Records supplied -
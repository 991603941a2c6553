//! PortKeeper Core Library
//!
//! Keeps exactly one instance of a long-running server bound to a fixed TCP
//! port. Provides functionality to:
//! - Find out whether a port is listening and which process owns it
//! - Forcibly terminate a process by PID
//! - Generate the startup script of the managed kdb+ server
//! - Launch the managed server and confirm it survives a short window
//! - Start, stop, restart and force start it through a single supervisor
//!
//! # Architecture
//! This library follows hexagonal architecture (ports & adapters):
//! - `domain`: Pure data models (handle, port binding, script, status)
//! - `ports`: Trait definitions (interfaces)
//! - `adapters`: OS implementations of the ports
//! - `application`: The supervisor
//!
//! # Platform Support
//! - macOS: Uses `lsof`
//! - Linux: Uses `ss`, falling back to `netstat`
//! - Windows: Uses `netstat` and `taskkill`

pub mod adapters;
pub mod application;
pub mod config;
pub mod domain;
pub mod error;
pub mod ports;

// Re-export commonly used types
pub use application::{DefaultSupervisor, Supervisor};
pub use config::{ConfigStore, SupervisorConfig};
pub use domain::{InstallationReport, ManagedProcessHandle, PortBinding, ServiceStatus, SupervisorState};
pub use error::{Error, Phase, Result};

About this exercise - Every line that holds the word "server" should be copied from the listing.

Response to the exercise -
//! Keeps exactly one instance of a long-running server bound to a fixed TCP
//! - Generate the startup script of the managed kdb+ server
//! - Launch the managed server and confirm it survives a short window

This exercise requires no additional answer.